*Work item*
Exactly as they appear, output all of the entries.

*Records for this task*

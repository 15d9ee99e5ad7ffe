//! Compile-time grid configuration.

use glam::DVec3;

/// Compile-time parameters binding a grid to its element domain.
///
/// Implementations are usually zero-sized marker types. Every implementation
/// monomorphises its own [`SpatialGrid`](crate::SpatialGrid),
/// [`SphereQuery`](crate::SphereQuery), and [`LineTrace`](crate::LineTrace)
/// types, so the cell size and radius cap are constants on the hot paths.
///
/// `CELL_SIZE > 0` and `MAX_ELEMENT_RADIUS < CELL_SIZE / 2` are checked at
/// compile time when the first grid for the semantics is constructed.
pub trait GridSemantics {
    /// Edge length of one grid cell, in world units.
    const CELL_SIZE: f64;

    /// Upper bound on element radius. Must stay below half a cell so an
    /// element can only overlap the 3x3x3 neighbourhood of its host cell.
    const MAX_ELEMENT_RADIUS: f64;

    /// Caller payload carried by each element.
    type ElementData;
}

pub(crate) const SQRT_3: f64 = 1.732_050_807_568_877_2;

/// Half of one cell edge.
#[inline]
pub const fn half_cell_size<S: GridSemantics>() -> f64 {
    S::CELL_SIZE * 0.5
}

/// Distance from a cell centre to any of its corners.
#[inline]
pub const fn half_diagonal<S: GridSemantics>() -> f64 {
    half_cell_size::<S>() * SQRT_3
}

/// Half-size vector of one cell.
#[inline]
pub fn cell_extent<S: GridSemantics>() -> DVec3 {
    DVec3::splat(half_cell_size::<S>())
}
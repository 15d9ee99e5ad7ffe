//! Uniform 3D spatial index for volumetric elements in a continuous world.
//!
//! A cell hash grid layered over a generational slot map. Elements carry
//! sphere or box bounds strictly smaller than half a cell, so an element can
//! only ever overlap the 3x3x3 neighbourhood of its host cell. Queries lean
//! on that invariant:
//!
//! - [`SphereQuery`]: region query with a precomputed inner/edge/outer cell
//!   classification, amortised across repeated queries at different origins.
//! - [`LineTrace`]: 3D-DDA segment traversal, first-hit or all-hits.
//!
//! Mutation goes through `&mut self`; reads are plain `&self` and take no
//! locks. Callers that share a grid across threads wrap it in their own lock
//! and keep reader and writer phases disjoint, typically at tick boundaries.
//!
//! Cell size, the element radius cap, and the payload type are bound at
//! compile time through [`GridSemantics`], so every domain gets its own
//! monomorphised grid, query, and trace types.

pub mod geometry;
pub mod grid;
pub mod query;
pub mod semantics;
pub mod trace;
pub mod util;

pub use geometry::{Aabb, Bounds, Shape};
pub use grid::{Cell, CellRange, Element, ElementId, GridStats, SlotMap, SpatialGrid};
pub use query::{
    OnDemandQueryIter, QueryIter, SphereQuery, SphereQueryBuilder, SphereQueryOnDemand,
};
pub use semantics::GridSemantics;
pub use trace::{LineTrace, QueryResult};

*Output of the task*
repository 15d9ee99e5ad7ffe
//! Compile-time grid configuration.

use glam::DVec3;

/// Compile-time parameters binding a grid to its element domain.
///
/// Implementations are usually zero-sized marker types. Every implementation
/// monomorphises its own [`SpatialGrid`](crate::SpatialGrid),
/// [`SphereQuery`](crate::SphereQuery), and [`LineTrace`](crate::LineTrace)
/// types, so the cell size and radius cap are constants on the hot paths.
///
/// `CELL_SIZE > 0` and `MAX_ELEMENT_RADIUS < CELL_SIZE / 2` are checked at
/// compile time when the first grid for the semantics is constructed.
pub trait GridSemantics {
    /// Edge length of one grid cell, in world units.
    const CELL_SIZE: f64;

    /// Upper bound on element radius. Must stay below half a cell so an
    /// element can only overlap the 3x3x3 neighbourhood of its host cell.
    const MAX_ELEMENT_RADIUS: f64;

    /// Caller payload carried by each element.
    type ElementData;
}

pub(crate) const SQRT_3: f64 = 1.732_050_807_568_877_2;

/// Half of one cell edge.
#[inline]
pub const fn half_cell_size<S: GridSemantics>() -> f64 {
    S::CELL_SIZE * 0.5
}

/// Distance from a cell centre to any of its corners.
#[inline]
pub const fn half_diagonal<S: GridSemantics>() -> f64 {
    half_cell_size::<S>() * SQRT_3
}

/// Half-size vector of one cell.
#[inline]
pub fn cell_extent<S: GridSemantics>() -> DVec3 {
    DVec3::splat(half_cell_size::<S>())
}
repository 15d9ee99e5ad7ffe
//! Uniform 3D spatial index for volumetric elements in a continuous world.
//!
//! A cell hash grid layered over a generational slot map. Elements carry
//! sphere or box bounds strictly smaller than half a cell, so an element can
//! only ever overlap the 3x3x3 neighbourhood of its host cell. Queries lean
//! on that invariant:
//!
//! - [`SphereQuery`]: region query with a precomputed inner/edge/outer cell
//!   classification, amortised across repeated queries at different origins.
//! - [`LineTrace`]: 3D-DDA segment traversal, first-hit or all-hits.
//!
//! Mutation goes through `&mut self`; reads are plain `&self` and take no
//! locks. Callers that share a grid across threads wrap it in their own lock
//! and keep reader and writer phases disjoint, typically at tick boundaries.
//!
//! Cell size, the element radius cap, and the payload type are bound at
//! compile time through [`GridSemantics`], so every domain gets its own
//! monomorphised grid, query, and trace types.

pub mod geometry;
pub mod grid;
pub mod query;
pub mod semantics;
pub mod trace;
pub mod util;

pub use geometry::{Aabb, Bounds, Shape};
pub use grid::{Cell, CellRange, Element, ElementId, GridStats, SlotMap, SpatialGrid};
pub use query::{
    OnDemandQueryIter, QueryIter, SphereQuery, SphereQueryBuilder, SphereQueryOnDemand,
};
pub use semantics::GridSemantics;
pub use trace::{LineTrace, QueryResult};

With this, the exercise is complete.